--- SUPPLIED ENTRIES ---
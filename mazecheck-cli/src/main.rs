//! Maze level verifier CLI
//!
//! Loads one or more level files, verifies each one and prints the report.
//!
//! # Usage
//!
//! ```bash
//! # Goal is room 4
//! mazecheck --goal 4 levels/castle.xml
//!
//! # Goal is the highest-numbered room, warnings fail too
//! mazecheck --goal-highest --strict levels/*.yaml
//!
//! # Goal and lints from a config file, JSON on stdout
//! MAZECHECK_CONFIG=mazecheck.yaml mazecheck --format json levels/castle.xml
//! ```
//!
//! Exit codes: 0 every map passes, 1 some map fails, 2 a map or the config
//! could not be loaded, 3 the verifier hit an internal error.

use anyhow::{bail, Context, Result};
use clap::{Parser, ValueEnum};
use colored::Colorize;
use mazecheck_core::{
    load_path, validate_with_config, GoalSpec, Report, RoomNumber, Severity, VerifierConfig,
    VerifyError,
};
use std::collections::BTreeSet;
use std::path::{Path, PathBuf};
use std::process::ExitCode;
use tracing::debug;
use tracing_subscriber::prelude::*;

#[derive(Parser, Debug)]
#[command(name = "mazecheck")]
#[command(version)]
#[command(about = "Verify maze level integrity and solvability")]
#[command(long_about = None)]
struct Cli {
    /// Level files (.xml, .yaml, .yml, .json)
    #[arg(required = true)]
    maps: Vec<PathBuf>,

    /// Goal room; repeat to accept any of several rooms
    #[arg(long = "goal", value_name = "ROOM")]
    goals: Vec<RoomNumber>,

    /// Use the highest-numbered room as the goal
    #[arg(long, conflicts_with = "goals")]
    goal_highest: bool,

    /// Verifier configuration file (YAML)
    #[arg(long, env = "MAZECHECK_CONFIG")]
    config: Option<PathBuf>,

    /// Fail on warnings as well as errors
    #[arg(long)]
    strict: bool,

    /// Output format: json, text, or pretty (default)
    #[arg(long, short = 'o', default_value = "pretty", value_enum)]
    format: OutputFormat,

    /// Only print maps that fail
    #[arg(long, short)]
    quiet: bool,
}

#[derive(Clone, Copy, Debug, PartialEq, Eq, ValueEnum)]
enum OutputFormat {
    Json,
    Text,
    Pretty,
}

// =============================================================================
// MAIN
// =============================================================================

fn main() -> ExitCode {
    tracing_subscriber::registry()
        .with(
            tracing_subscriber::EnvFilter::try_from_default_env()
                .unwrap_or_else(|_| "warn".into()),
        )
        .with(tracing_subscriber::fmt::layer().with_writer(std::io::stderr))
        .init();

    let cli = Cli::parse();

    let mut json_reports = Vec::new();
    match run(&cli, &mut json_reports) {
        Ok(true) => ExitCode::SUCCESS,
        Ok(false) => ExitCode::from(1),
        Err(e) => {
            if cli.format == OutputFormat::Json {
                // Reports for maps verified before the failure are kept.
                let output = serde_json::json!({
                    "error": format!("{:#}", e),
                    "maps": json_reports,
                });
                println!("{}", output);
            } else {
                eprintln!("{}: {:#}", "error".red().bold(), e);
            }
            ExitCode::from(error_exit_code(&e))
        }
    }
}

fn error_exit_code(err: &anyhow::Error) -> u8 {
    if err.downcast_ref::<VerifyError>().is_some() {
        3
    } else {
        2
    }
}

/// Verify every map in order. Returns whether all of them passed.
///
/// In JSON mode each finished report is appended to `json_reports` as soon
/// as it exists, so a later failure does not lose it.
fn run(cli: &Cli, json_reports: &mut Vec<serde_json::Value>) -> Result<bool> {
    let mut config = match &cli.config {
        Some(path) => VerifierConfig::from_path(path)
            .with_context(|| format!("reading config {}", path.display()))?,
        None => VerifierConfig::default(),
    };
    if cli.strict {
        config.strict = true;
    }
    let goal = goal_spec(cli, &config)?;
    debug!(%goal, strict = config.strict, maps = cli.maps.len(), "starting verification");

    let mut all_passed = true;
    for path in &cli.maps {
        let report = verify_map(path, &goal, &config)?;
        all_passed &= report.passed();
        match cli.format {
            OutputFormat::Json => json_reports.push(serde_json::json!({
                "map": path.display().to_string(),
                "fingerprint": report.fingerprint(),
                "failure_reasons": report.failure_reasons(),
                "report": report,
            })),
            OutputFormat::Text => print_text(path, &report, cli.quiet),
            OutputFormat::Pretty => print_pretty(path, &report, cli.quiet),
        }
    }

    if cli.format == OutputFormat::Json {
        let output = serde_json::json!({ "passed": all_passed, "maps": &*json_reports });
        println!(
            "{}",
            serde_json::to_string_pretty(&output).context("serializing reports")?
        );
    }
    Ok(all_passed)
}

/// Flags win over the config file; there is no implicit goal.
fn goal_spec(cli: &Cli, config: &VerifierConfig) -> Result<GoalSpec> {
    if !cli.goals.is_empty() {
        let rooms: BTreeSet<RoomNumber> = cli.goals.iter().copied().collect();
        return Ok(match rooms.len() {
            1 => GoalSpec::Room(cli.goals[0]),
            _ => GoalSpec::AnyOf(rooms),
        });
    }
    if cli.goal_highest {
        return Ok(GoalSpec::HighestRoom);
    }
    match &config.goal {
        Some(goal) => Ok(goal.clone()),
        None => bail!("no goal given: pass --goal <ROOM>, --goal-highest, or set `goal` in the config"),
    }
}

fn verify_map(path: &Path, goal: &GoalSpec, config: &VerifierConfig) -> Result<Report> {
    let model = load_path(path).with_context(|| format!("loading {}", path.display()))?;
    let rooms = goal.resolve(&model);
    let report = validate_with_config(&model, &rooms, config)
        .with_context(|| format!("verifying {}", path.display()))?;
    Ok(report)
}

// =============================================================================
// OUTPUT
// =============================================================================

fn print_text(path: &Path, report: &Report, quiet: bool) {
    if quiet && report.passed() {
        return;
    }
    println!("{}: {}", path.display(), report.verdict);
    for reason in report.failure_reasons() {
        println!("  reason: {}", reason);
    }
    if quiet {
        return;
    }
    for issue in &report.issues {
        println!("  {}", issue);
    }
    for finding in &report.findings {
        println!("  {}", finding);
    }
}

fn print_pretty(path: &Path, report: &Report, quiet: bool) {
    if quiet && report.passed() {
        return;
    }
    let verdict = if report.passed() {
        report.verdict.to_string().green().bold()
    } else {
        report.verdict.to_string().red().bold()
    };
    println!(
        "{} {} ({} reachable room(s), {} error(s), {} warning(s))",
        verdict,
        path.display().to_string().bold(),
        report.reachable_rooms.len(),
        report.error_count(),
        report.warning_count()
    );
    for reason in report.failure_reasons() {
        println!("  {} {}", "→".red(), reason);
    }
    if quiet {
        return;
    }
    for issue in &report.issues {
        let label = match issue.severity {
            Severity::Error => "error".red(),
            Severity::Warning => "warning".yellow(),
        };
        println!(
            "  {}[{}] {}: {}",
            label,
            issue.kind,
            issue.subject_id.to_string().dimmed(),
            issue.message
        );
    }
    for finding in &report.findings {
        println!(
            "  {}[{}] {}: {}",
            "note".cyan(),
            finding.kind,
            finding.subject_id.to_string().dimmed(),
            finding.message
        );
    }
}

--- WORK INSTRUCTIONS ---
From the first line above through the line that contains "an internal error.", quote each line exactly. Output nothing more.

--- ANSWER TO THIS TASK ---
filename mazecheck-cli/src/main.rs
//! Maze level verifier CLI
//!
//! Loads one or more level files, verifies each one and prints the report.
//!
//! # Usage
//!
//! ```bash
//! # Goal is room 4
//! mazecheck --goal 4 levels/castle.xml
//!
//! # Goal is the highest-numbered room, warnings fail too
//! mazecheck --goal-highest --strict levels/*.yaml
//!
//! # Goal and lints from a config file, JSON on stdout
//! MAZECHECK_CONFIG=mazecheck.yaml mazecheck --format json levels/castle.xml
//! ```
//!
//! Exit codes: 0 every map passes, 1 some map fails, 2 a map or the config
//! could not be loaded, 3 the verifier hit an internal error.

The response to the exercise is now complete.